Completed in 1872 as a “Cathedral of Methodism,” the Norman-Gothic Mount Vernon Place United Methodist Church was a signature achievement for the noted Baltimore architects Thomas Dixon and Charles L. Carson. It was also at first an immense source of aggravation to its neighbors.
By the 1870s, Mount Vernon had become the place to live for Baltimore’s elite, and Mount Vernon Place with the Washington Monument was the central jewel of the community. The church’s heavy presence off the north park, green serpentine stone amidst the Baltimore brick and more subdued color palate, and steeple that reached nearly to the top of President Washington’s head sparked a great deal of angst. The fact that the church replaced the house where Francis Scott Key passed away did not help sooth the neighbors. The house was the home of Key’s daughter and her husband, Elizabeth Phoebe Key and Charles Howard.
After its early days, however, the church has become a central and admired part of Mount Vernon Place. Architecturally, it was built of striking green serpentine stone, as well as buff, olive and red sandstone. Architects Dixon and Carson embellished it with polished granite columns and carved designs taken from nature. Its many gothic details of flying buttresses, a tower, and arches are purely esthetic in function, as the building is constructed over an iron framework. There are even grotesque stone faces above the windows on the west front (three full cut, two in profile) said to be likenesses of prominent persons living at the time the church was built. On the inside, the church is notable for its iron supporting columns, carved wooden beams, and stained glass cross window over the pulpit.

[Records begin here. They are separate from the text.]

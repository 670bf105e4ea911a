//! Groups completed work periods into sessions and is the only writer of
//! the `savedSessions` key.

use crate::ai::prompts;
use crate::config::{OrphanPolicy, SessionConfig};
use crate::events::BreakFeedback;
use crate::export::{self, ExportError};
use crate::model::{Session, WorkPeriod};
use crate::store::{KeyValueStore, SESSIONS_KEY};
use chrono::Local;
use kairos_ipc::{ExportStatus, SessionDetail, SessionSummary};
use std::path::PathBuf;
use std::time::Duration;
use thiserror::Error;
use tracing::{debug, error, info, warn};
use uuid::Uuid;

#[derive(Error, Debug, PartialEq, Eq)]
pub enum SessionError {
    #[error("No active session")]
    NoActiveSession,

    #[error("Session {0} is already active")]
    AlreadyActive(Uuid),
}

/// How a completed work period found its session.
#[derive(Debug, Clone, Copy, PartialEq, Eq)]
pub enum Healed {
    NotNeeded,
    /// There was no active session; one was created for the period.
    SessionCreated,
}

/// A finalized session waiting for its report.
#[derive(Debug, Clone)]
pub struct ReportRequest {
    pub session_id: Uuid,
    pub prompt: String,
    pub fallback: String,
}

#[derive(Debug, Clone, Copy, PartialEq, Eq)]
pub enum ExportTarget {
    Session(Uuid),
    All,
}

/// A document ready to be written outside the runtime.
#[derive(Debug, Clone)]
pub struct ExportJob {
    pub generation: u64,
    pub target: ExportTarget,
    pub dir: PathBuf,
    pub file_name: String,
    pub contents: String,
}

pub struct SessionAggregator {
    store: Box<dyn KeyValueStore>,
    config: SessionConfig,
    export_dir: Option<PathBuf>,
    sessions: Vec<Session>,
    current: Option<Uuid>,
    /// The active session was deleted while its chain kept running.
    current_deleted: bool,
    export: ExportStatus,
    export_generation: u64,
    last_persist_error: Option<String>,
}

impl SessionAggregator {
    pub fn load(
        store: Box<dyn KeyValueStore>,
        config: SessionConfig,
        export_dir: Option<PathBuf>,
    ) -> Self {
        let sessions = match store.get(SESSIONS_KEY) {
            Ok(Some(json)) => decode_sessions(&json),
            Ok(None) => Vec::new(),
            Err(e) => {
                warn!("Failed to read saved sessions, starting fresh: {}", e);
                Vec::new()
            }
        };

        let mut aggregator = Self {
            store,
            config,
            export_dir,
            sessions,
            current: None,
            current_deleted: false,
            export: ExportStatus::default(),
            export_generation: 0,
            last_persist_error: None,
        };
        aggregator.restore_open_session();
        info!(
            sessions = aggregator.sessions.len(),
            restored = aggregator.current.is_some(),
            "Sessions loaded"
        );
        aggregator
    }

    /// Restores the interrupted session, if any. Extra open sessions are
    /// finalized with a local report.
    fn restore_open_session(&mut self) {
        let newest = self
            .sessions
            .iter()
            .filter(|s| !s.is_completed())
            .max_by_key(|s| s.start_time)
            .map(|s| s.id);
        let Some(newest) = newest else {
            return;
        };

        let mut finalized = 0;
        for session in self
            .sessions
            .iter_mut()
            .filter(|s| !s.is_completed() && s.id != newest)
        {
            let end = session
                .work_periods
                .iter()
                .filter_map(|wp| wp.end_time)
                .max()
                .unwrap_or(session.start_time);
            session.end_time = Some(end);
            if session.ai_report.is_empty() {
                session.ai_report = export::synthesize_report(session);
            }
            finalized += 1;
        }
        if finalized > 0 {
            warn!(
                count = finalized,
                kept = %newest,
                "Found more than one open session; finalized the older ones"
            );
            self.persist();
        }

        self.current = Some(newest);
    }

    pub fn sessions(&self) -> &[Session] {
        &self.sessions
    }

    pub fn current_session(&self) -> Option<&Session> {
        let id = self.current?;
        self.sessions.iter().find(|s| s.id == id)
    }

    pub fn current_id(&self) -> Option<Uuid> {
        self.current
    }

    pub fn session(&self, id: Uuid) -> Option<&Session> {
        self.sessions.iter().find(|s| s.id == id)
    }

    pub fn summaries(&self) -> Vec<SessionSummary> {
        self.sessions.iter().map(Session::summary).collect()
    }

    pub fn detail(&self, id: Uuid) -> Option<SessionDetail> {
        self.session(id).map(Session::detail)
    }

    pub fn export_status(&self) -> ExportStatus {
        self.export.clone()
    }

    pub fn export_success_clear_after(&self) -> Duration {
        Duration::from_secs(self.config.export_success_clear_secs)
    }

    pub fn last_persist_error(&self) -> Option<&str> {
        self.last_persist_error.as_deref()
    }

    pub fn start_new_session(&mut self, seed_narration: String) -> Result<Uuid, SessionError> {
        if let Some(id) = self.current {
            return Err(SessionError::AlreadyActive(id));
        }
        let session = Session::start(seed_narration);
        let id = session.id;
        self.sessions.push(session);
        self.current = Some(id);
        self.current_deleted = false;
        info!(%id, "Session started");
        self.persist();
        Ok(id)
    }

    pub fn on_work_period_completed(&mut self, wp: WorkPeriod) -> Result<Healed, SessionError> {
        let mut healed = Healed::NotNeeded;
        if self.current.is_none() {
            error!(work_period = %wp.id, "Work period completed with no active session");
            // Only deleting the active session mid-chain may orphan a period.
            debug_assert!(
                self.current_deleted,
                "work period {} completed with no active session",
                wp.id
            );
            match self.config.orphan_policy {
                OrphanPolicy::Reject => return Err(SessionError::NoActiveSession),
                OrphanPolicy::AutoCreate => {
                    self.start_new_session(String::new())?;
                    healed = Healed::SessionCreated;
                }
            }
        }

        let session = self.current_mut().ok_or(SessionError::NoActiveSession)?;
        debug!(session = %session.id, work_period = %wp.id, "Appending work period");
        session.work_periods.push(wp);
        self.persist();
        Ok(healed)
    }

    /// Records feedback on a work period of the active session. Finalized
    /// sessions are left alone; returns whether a period was updated.
    pub fn on_break_feedback_received(&mut self, feedback: BreakFeedback) -> bool {
        let Some(wp) = self
            .current_mut()
            .and_then(|s| s.work_period_mut(feedback.work_period_id))
        else {
            debug!(work_period = %feedback.work_period_id, "Break feedback outside the active session");
            return false;
        };
        wp.break_feedback = feedback.feedback;
        wp.ai_response = feedback.ai_response;
        self.persist();
        true
    }

    /// Adds the narration of a chain started inside the active session.
    pub fn append_seed_narration(&mut self, narration: &str) -> bool {
        let narration = narration.trim();
        if narration.is_empty() {
            return false;
        }
        let Some(session) = self.current_mut() else {
            return false;
        };
        if !session.seed_narration.is_empty() {
            session.seed_narration.push_str("\n\n");
        }
        session.seed_narration.push_str(narration);
        self.persist();
        true
    }

    /// Finalizes the active session. The report is attached later.
    pub fn complete_current_session(&mut self) -> Result<ReportRequest, SessionError> {
        let session = self.current_mut().ok_or(SessionError::NoActiveSession)?;
        session.end_time = Some(Local::now());
        let request = ReportRequest {
            session_id: session.id,
            prompt: prompts::session_report(session),
            fallback: export::synthesize_report(session),
        };
        info!(
            id = %session.id,
            work_periods = session.work_periods.len(),
            "Session completed"
        );
        self.current = None;
        self.persist();
        Ok(request)
    }

    pub fn attach_report(&mut self, session_id: Uuid, report: String) -> bool {
        let Some(session) = self.sessions.iter_mut().find(|s| s.id == session_id) else {
            debug!(%session_id, "Report for a deleted session");
            return false;
        };
        session.ai_report = report;
        self.persist();
        true
    }

    pub fn export_session(&mut self, id: Uuid) -> Result<ExportJob, ExportError> {
        if self.export.is_exporting {
            return Err(ExportError::InProgress);
        }
        let session = self.session(id).ok_or(ExportError::UnknownSession(id))?;
        let file_name = export::session_file_name(session);
        let contents = export::session_document(session);
        self.begin_export(ExportTarget::Session(id), file_name, contents)
    }

    pub fn export_all(&mut self) -> Result<ExportJob, ExportError> {
        if self.export.is_exporting {
            return Err(ExportError::InProgress);
        }
        if self.sessions.is_empty() {
            return Err(ExportError::NothingToExport);
        }
        let contents = export::sessions_document(&self.sessions);
        self.begin_export(ExportTarget::All, export::all_sessions_file_name(), contents)
    }

    fn begin_export(
        &mut self,
        target: ExportTarget,
        file_name: String,
        contents: String,
    ) -> Result<ExportJob, ExportError> {
        let dir = self.export_dir.clone().ok_or(ExportError::NoExportDir)?;
        self.export_generation += 1;
        self.export = ExportStatus {
            is_exporting: true,
            export_error: None,
            export_success: false,
        };
        Ok(ExportJob {
            generation: self.export_generation,
            target,
            dir,
            file_name,
            contents,
        })
    }

    /// Records the outcome of an export job. Returns the generation to clear
    /// the success flag for, on success.
    pub fn finish_export(
        &mut self,
        generation: u64,
        target: ExportTarget,
        result: Result<PathBuf, ExportError>,
    ) -> Option<u64> {
        if generation != self.export_generation || !self.export.is_exporting {
            return None;
        }
        self.export.is_exporting = false;

        match result {
            Ok(path) => {
                info!(path = %path.display(), "Export written");
                self.export.export_success = true;
                if let ExportTarget::Session(id) = target {
                    if let Some(session) = self.sessions.iter_mut().find(|s| s.id == id) {
                        session.export_link = export::file_url(&path);
                        self.persist();
                    }
                }
                Some(generation)
            }
            Err(e) => {
                error!("Export failed: {}", e);
                self.export.export_error = Some(e.to_string());
                None
            }
        }
    }

    pub fn clear_export_success(&mut self, generation: u64) {
        if generation == self.export_generation && !self.export.is_exporting {
            self.export.export_success = false;
        }
    }

    pub fn delete_session(&mut self, id: Uuid) -> bool {
        let before = self.sessions.len();
        self.sessions.retain(|s| s.id != id);
        if self.sessions.len() == before {
            return false;
        }
        if self.current == Some(id) {
            self.current = None;
            self.current_deleted = true;
        }
        info!(%id, "Session deleted");
        self.persist();
        true
    }

    pub fn delete_all(&mut self) {
        self.sessions.clear();
        self.current_deleted |= self.current.take().is_some();
        match self.store.remove(SESSIONS_KEY) {
            Ok(()) => self.last_persist_error = None,
            Err(e) => {
                error!("Failed to clear saved sessions: {}", e);
                self.last_persist_error = Some(e.to_string());
            }
        }
        info!("All sessions deleted");
    }

    fn current_mut(&mut self) -> Option<&mut Session> {
        let id = self.current?;
        self.sessions.iter_mut().find(|s| s.id == id)
    }

    fn persist(&mut self) {
        let result = serde_json::to_string_pretty(&self.sessions)
            .map_err(|e| e.to_string())
            .and_then(|json| {
                self.store
                    .set(SESSIONS_KEY, &json)
                    .map_err(|e| e.to_string())
            });
        match result {
            Ok(()) => self.last_persist_error = None,
            Err(e) => {
                error!("Failed to save sessions: {}", e);
                self.last_persist_error = Some(e);
            }
        }
    }
}

/// Decodes the saved array element by element, skipping what cannot be read.
fn decode_sessions(json: &str) -> Vec<Session> {
    let values: Vec<serde_json::Value> = match serde_json::from_str(json) {
        Ok(values) => values,
        Err(e) => {
            warn!("Ignoring unreadable saved sessions: {}", e);
            return Vec::new();
        }
    };
    values
        .into_iter()
        .enumerate()
        .filter_map(|(i, value)| match serde_json::from_value::<Session>(value) {
            Ok(session) => Some(session),
            Err(e) => {
                warn!(index = i, "Skipping unreadable session: {}", e);
                None
            }
        })
        .collect()
}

In addition to its architecture, the church’s congregation has made its mark on Baltimore as well. The group began in a building on Lovely Lane (intersecting today’s Redwood Street downtown) and is credited with launching the Methodist Episcopal Church in the United States in 1784. The current church on Mount Vernon Place is the congregation’s fourth home. In addition to its spiritual work, the congregation has provided innumerable secular services to Baltimore. In World War II, the church provided beds, food and entertainment to servicemen returning from the front.
Beginning in the 1970s, they led efforts to help runaway teenagers and victims of drug abuse, and began a service organization to engage young Baltimoreans in helping their city. The congregation today continues its service to Baltimore in many ways, including opening to tours and the curious public.